[Opening Listed entries section]

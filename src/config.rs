//! Verifier configuration and validation.
//!
//! Configuration is read once at start-up, either programmatically or from environment-style
//! variables, and is immutable afterwards.

// crates.io
use serde::{Deserialize, Serialize};
use url::Url;
// self
use crate::{_prelude::*, cache::DEFAULT_CACHE_TTL};

/// Environment variable holding the expected token issuer.
pub const ENV_ISSUER: &str = "AUTH_ISSUER";
/// Environment variable overriding the JWKS endpoint.
pub const ENV_JWKS_URL: &str = "AUTH_JWKS_URL";
/// Environment variable holding the expected audience.
pub const ENV_AUDIENCE: &str = "AUTH_AUDIENCE";
/// Environment variable holding a static RSA public key (PEM).
pub const ENV_PUBLIC_KEY: &str = "AUTH_PUBLIC_KEY";
/// Environment variable holding the key set cache TTL in seconds.
pub const ENV_CACHE_TTL_SECONDS: &str = "AUTH_JWKS_CACHE_TTL_SECONDS";
/// Environment variable holding the JWKS fetch timeout in seconds.
pub const ENV_FETCH_TIMEOUT_SECONDS: &str = "AUTH_JWKS_FETCH_TIMEOUT_SECONDS";
/// Environment variable holding the expiry leeway in seconds.
pub const ENV_LEEWAY_SECONDS: &str = "AUTH_LEEWAY_SECONDS";
/// Environment variable holding the `WWW-Authenticate` realm.
pub const ENV_REALM: &str = "AUTH_REALM";
/// Environment variable holding comma-separated public path prefixes.
pub const ENV_PUBLIC_PATHS: &str = "AUTH_PUBLIC_PATHS";

/// Default JWKS fetch timeout.
pub const DEFAULT_FETCH_TIMEOUT: Duration = Duration::from_secs(10);
/// Default size guard for JWKS responses (1 MiB).
pub const DEFAULT_MAX_RESPONSE_BYTES: u64 = 1_048_576;
/// Default realm advertised in `WWW-Authenticate` challenges.
pub const DEFAULT_REALM: &str = "api";
/// Path prefixes the request gate skips by default.
pub const DEFAULT_PUBLIC_PATHS: [&str; 4] = ["/health/", "/ready/", "/admin/", "/api/"];

const WELL_KNOWN_JWKS: &str = "/.well-known/jwks.json";

/// Settings shared by the resolver, verifier, and request adapters.
#[derive(Clone, Debug, Serialize, Deserialize)]
pub struct VerifierConfig {
	/// Expected `iss` claim; empty disables the issuer check.
	#[serde(default)]
	pub issuer: String,
	/// JWKS endpoint; derived from the issuer when omitted.
	#[serde(default)]
	pub jwks_url: Option<Url>,
	/// Expected `aud` claim; empty disables the audience check.
	#[serde(default)]
	pub audience: String,
	/// Static RSA public key (PEM) that replaces JWKS resolution entirely.
	#[serde(default)]
	pub public_key_pem: Option<String>,
	/// Time-to-live of a fetched key set.
	#[serde(default = "default_cache_ttl")]
	pub cache_ttl: Duration,
	/// Timeout for the single JWKS fetch attempt.
	#[serde(default = "default_fetch_timeout")]
	pub fetch_timeout: Duration,
	/// Maximum size accepted for JWKS payloads in bytes.
	#[serde(default = "default_max_response_bytes")]
	pub max_response_bytes: u64,
	/// Tolerance applied to `exp` checks.
	#[serde(default)]
	pub leeway: Duration,
	/// Service name advertised in the `WWW-Authenticate` challenge.
	#[serde(default = "default_realm")]
	pub realm: String,
	/// Path prefixes exempted from the request gate.
	#[serde(default = "default_public_paths")]
	pub public_paths: Vec<String>,
}
impl VerifierConfig {
	/// Configuration for an issuer, with the JWKS endpoint at its well-known location.
	pub fn new(issuer: impl Into<String>) -> Result<Self> {
		let issuer = issuer.into();
		let jwks_url = derive_jwks_url(&issuer)?;

		Ok(Self {
			issuer,
			jwks_url,
			audience: String::new(),
			public_key_pem: None,
			cache_ttl: DEFAULT_CACHE_TTL,
			fetch_timeout: DEFAULT_FETCH_TIMEOUT,
			max_response_bytes: DEFAULT_MAX_RESPONSE_BYTES,
			leeway: Duration::ZERO,
			realm: DEFAULT_REALM.into(),
			public_paths: default_public_paths(),
		})
	}

	/// Load configuration from process environment variables.
	pub fn from_env() -> Result<Self> {
		Self::from_lookup(|name| std::env::var(name).ok())
	}

	/// Load configuration through an arbitrary variable lookup.
	///
	/// Blank values are treated as unset.
	pub fn from_lookup<F>(lookup: F) -> Result<Self>
	where
		F: Fn(&str) -> Option<String>,
	{
		let var = |name: &str| lookup(name).map(|v| v.trim().to_owned()).filter(|v| !v.is_empty());
		let mut config = Self::new(var(ENV_ISSUER).unwrap_or_default())?;

		if let Some(url) = var(ENV_JWKS_URL) {
			config.jwks_url = Some(Url::parse(&url)?);
		}
		if let Some(audience) = var(ENV_AUDIENCE) {
			config.audience = audience;
		}
		if let Some(pem) = var(ENV_PUBLIC_KEY) {
			config.public_key_pem = Some(pem);
		}
		if let Some(secs) = var(ENV_CACHE_TTL_SECONDS) {
			config.cache_ttl = parse_seconds("cache_ttl", &secs)?;
		}
		if let Some(secs) = var(ENV_FETCH_TIMEOUT_SECONDS) {
			config.fetch_timeout = parse_seconds("fetch_timeout", &secs)?;
		}
		if let Some(secs) = var(ENV_LEEWAY_SECONDS) {
			config.leeway = parse_seconds("leeway", &secs)?;
		}
		if let Some(realm) = var(ENV_REALM) {
			config.realm = realm;
		}
		if let Some(paths) = lookup(ENV_PUBLIC_PATHS) {
			config.public_paths = paths
				.split(',')
				.map(str::trim)
				.filter(|path| !path.is_empty())
				.map(str::to_owned)
				.collect();
		}

		config.validate()?;

		Ok(config)
	}

	/// Set the expected audience.
	pub fn with_audience(mut self, audience: impl Into<String>) -> Self {
		self.audience = audience.into();

		self
	}

	/// Point key resolution at an explicit JWKS endpoint.
	pub fn with_jwks_url(mut self, url: impl AsRef<str>) -> Result<Self> {
		self.jwks_url = Some(Url::parse(url.as_ref())?);

		Ok(self)
	}

	/// Use a static RSA public key instead of the JWKS endpoint.
	pub fn with_public_key_pem(mut self, pem: impl Into<String>) -> Self {
		self.public_key_pem = Some(pem.into());

		self
	}

	/// Override the key set cache TTL.
	pub fn with_cache_ttl(mut self, ttl: Duration) -> Self {
		self.cache_ttl = ttl;

		self
	}

	/// Override the JWKS fetch timeout.
	pub fn with_fetch_timeout(mut self, timeout: Duration) -> Self {
		self.fetch_timeout = timeout;

		self
	}

	/// Override the `WWW-Authenticate` realm.
	pub fn with_realm(mut self, realm: impl Into<String>) -> Self {
		self.realm = realm.into();

		self
	}

	/// Replace the request gate's public path prefixes.
	pub fn with_public_paths<I, S>(mut self, paths: I) -> Self
	where
		I: IntoIterator<Item = S>,
		S: Into<String>,
	{
		self.public_paths = paths.into_iter().map(Into::into).collect();

		self
	}

	/// Validate the configuration against the documented constraints.
	pub fn validate(&self) -> Result<()> {
		if self.public_key_pem.is_none() && self.jwks_url.is_none() {
			return Err(Error::Validation {
				field: "jwks_url",
				reason: "Required when no static public key is configured.".into(),
			});
		}
		if let Some(url) = &self.jwks_url
			&& url.host_str().is_none()
		{
			return Err(Error::Validation {
				field: "jwks_url",
				reason: "Must include a host component.".into(),
			});
		}
		if self.cache_ttl < Duration::from_secs(1) {
			return Err(Error::Validation {
				field: "cache_ttl",
				reason: "Must be at least 1 second.".into(),
			});
		}
		if self.fetch_timeout < Duration::from_millis(100) {
			return Err(Error::Validation {
				field: "fetch_timeout",
				reason: "Must be at least 100 ms.".into(),
			});
		}
		if self.max_response_bytes == 0 {
			return Err(Error::Validation {
				field: "max_response_bytes",
				reason: "Must be greater than zero.".into(),
			});
		}
		if self.realm.is_empty() || self.realm.contains(['"', '\\']) || !self.realm.is_ascii() {
			return Err(Error::Validation {
				field: "realm",
				reason: "Must be non-empty ASCII without quotes or backslashes.".into(),
			});
		}
		if let Some(path) = self.public_paths.iter().find(|path| !path.starts_with('/')) {
			return Err(Error::Validation {
				field: "public_paths",
				reason: format!("Prefix '{path}' must start with '/'."),
			});
		}

		Ok(())
	}
}

fn derive_jwks_url(issuer: &str) -> Result<Option<Url>> {
	let issuer = issuer.trim_end_matches('/');

	if issuer.is_empty() {
		return Ok(None);
	}

	Ok(Some(Url::parse(&format!("{issuer}{WELL_KNOWN_JWKS}"))?))
}

fn parse_seconds(field: &'static str, raw: &str) -> Result<Duration> {
	raw.parse::<u64>().map(Duration::from_secs).map_err(|err| Error::Validation {
		field,
		reason: format!("Expected a whole number of seconds, got '{raw}': {err}."),
	})
}

fn default_cache_ttl() -> Duration {
	DEFAULT_CACHE_TTL
}

fn default_fetch_timeout() -> Duration {
	DEFAULT_FETCH_TIMEOUT
}

fn default_max_response_bytes() -> u64 {
	DEFAULT_MAX_RESPONSE_BYTES
}

fn default_realm() -> String {
	DEFAULT_REALM.into()
}

fn default_public_paths() -> Vec<String> {
	DEFAULT_PUBLIC_PATHS.iter().map(|path| (*path).to_owned()).collect()
}
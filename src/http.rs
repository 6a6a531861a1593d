//! HTTP helpers for JWKS retrieval.

pub mod client;
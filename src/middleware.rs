//! axum integration: a fail-closed adapter for API routes and a fail-open gate for the rest.

pub mod adapter;
pub mod gate;

// crates.io
use http::{HeaderMap, header::AUTHORIZATION};
// self
use crate::error::RejectReason;

/// Raw token of an authenticated request, stored in request extensions next to the
/// [`Principal`](crate::Principal).
#[derive(Clone, Debug, PartialEq, Eq)]
pub struct BearerToken(pub String);
impl BearerToken {
	/// Token text.
	pub fn as_str(&self) -> &str {
		&self.0
	}
}

/// Extract the token from a `Bearer` authorization header.
///
/// `Ok(None)` means no authentication was attempted: the header is absent, uses another scheme,
/// or does not split into exactly a scheme and a token.
pub(crate) fn bearer_token(headers: &HeaderMap) -> Result<Option<&str>, RejectReason> {
	let Some(value) = headers.get(AUTHORIZATION) else {
		return Ok(None);
	};
	let value = value.to_str().map_err(|_| RejectReason::MalformedAuthorizationHeader)?;
	let mut parts = value.split_whitespace();

	match (parts.next(), parts.next(), parts.next()) {
		(Some(scheme), Some(token), None) if scheme.eq_ignore_ascii_case("bearer") =>
			Ok(Some(token)),
		_ => Ok(None),
	}
}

[Closing Listed entries section]

Starting at the first line of the records above, please copy each line exactly until you reach the line containing "pub const DEFAULT_REALM: &str". Include that line and stop there.

● **Expected answer**
filename src/config.rs
//! Verifier configuration and validation.
//!
//! Configuration is read once at start-up, either programmatically or from environment-style
//! variables, and is immutable afterwards.

// crates.io
use serde::{Deserialize, Serialize};
use url::Url;
// self
use crate::{_prelude::*, cache::DEFAULT_CACHE_TTL};

/// Environment variable holding the expected token issuer.
pub const ENV_ISSUER: &str = "AUTH_ISSUER";
/// Environment variable overriding the JWKS endpoint.
pub const ENV_JWKS_URL: &str = "AUTH_JWKS_URL";
/// Environment variable holding the expected audience.
pub const ENV_AUDIENCE: &str = "AUTH_AUDIENCE";
/// Environment variable holding a static RSA public key (PEM).
pub const ENV_PUBLIC_KEY: &str = "AUTH_PUBLIC_KEY";
/// Environment variable holding the key set cache TTL in seconds.
pub const ENV_CACHE_TTL_SECONDS: &str = "AUTH_JWKS_CACHE_TTL_SECONDS";
/// Environment variable holding the JWKS fetch timeout in seconds.
pub const ENV_FETCH_TIMEOUT_SECONDS: &str = "AUTH_JWKS_FETCH_TIMEOUT_SECONDS";
/// Environment variable holding the expiry leeway in seconds.
pub const ENV_LEEWAY_SECONDS: &str = "AUTH_LEEWAY_SECONDS";
/// Environment variable holding the `WWW-Authenticate` realm.
pub const ENV_REALM: &str = "AUTH_REALM";
/// Environment variable holding comma-separated public path prefixes.
pub const ENV_PUBLIC_PATHS: &str = "AUTH_PUBLIC_PATHS";

/// Default JWKS fetch timeout.
pub const DEFAULT_FETCH_TIMEOUT: Duration = Duration::from_secs(10);
/// Default size guard for JWKS responses (1 MiB).
pub const DEFAULT_MAX_RESPONSE_BYTES: u64 = 1_048_576;
/// Default realm advertised in `WWW-Authenticate` challenges.
pub const DEFAULT_REALM: &str = "api";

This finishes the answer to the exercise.